Schadenentwicklung: Eine Frage der Haftung

Autor / Redakteur: Jan Rosenow / Dipl.-Ing. (FH) Jan Rosenow

Zwei Fragen zu Fahrerassistenzsystemen bewegen die Branche: Wie wirken sich die einzelnen Systeme auf unterschiedliche Schadenbilder aus? Und wer haftet, wenn es trotz Assistent kracht? Antworten gab es auf den Karosserie- und Schadenstagen.

(Foto: Volvo)

Das Unbehagen war dem jungen Wissenschaftler anfangs durchaus anzumerken. Ausgerechnet auf einer Tagung für Menschen, die ihr Geld mit der Reparatur von Unfallschäden verdienen, sollte Dr. Klaus Gschwendtner von Audi darüber berichten, dass sich mit Fahrerassistenzsystemen die Zahl der Unfälle und auch ihre Schwere deutlich senken lässt.

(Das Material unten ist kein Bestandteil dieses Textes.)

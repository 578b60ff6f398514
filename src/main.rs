use std::io::IsTerminal;

use benchflux::config::{normalize_flag_args, Cli, Config};
use benchflux::influx::{HttpClient, HttpConfig};
use benchflux::{error, pipeline, USER_AGENT};
use clap::Parser;
use tracing_subscriber::EnvFilter;

fn tracing_init() {
    let filter = EnvFilter::try_from_default_env()
        .unwrap_or_else(|_| EnvFilter::new("benchflux=warn"));
    tracing_subscriber::fmt()
        .compact()
        .with_env_filter(filter)
        .with_writer(std::io::stderr)
        .with_ansi(std::io::stderr().is_terminal())
        .with_target(false)
        .init();
}

#[tokio::main(flavor = "current_thread")]
async fn main() {
    tracing_init();

    let cli = Cli::parse_from(normalize_flag_args(std::env::args()));
    let config = Config::from_cli(cli).with_env_overrides(|key| std::env::var(key).ok());

    let result = pipeline::run(&config, |config| {
        HttpClient::new(HttpConfig::new(config.url.as_str(), USER_AGENT))
    })
    .await;

    if let Err(e) = result {
        tracing::debug!(error = ?e, "run failed");
        // Reported regardless of the log filter.
        eprintln!("benchflux: {}", e);
        eprintln!("benchflux: {}", error::user_friendly_message(&e));
        std::process::exit(1);
    }
}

Damit steht unvermeidlicherweise auch das Geschäftsmodell der Karosserie- und Lackbranche infrage.

Doch das fachkundige Publikum auf den Würzburger Karosserie- und Schadenstagen, die am 15. und 16. April bei Vogel Business Media stattfanden, reagierte keineswegs mit Buhrufen auf den interessanten Vortrag. Vielleicht, weil die technische Entwicklung ohnehin unausweichlich ist, vielleicht auch, weil es wusste, dass sich selbst mit der besten Technik niemals alle Unfälle vermeiden lassen werden.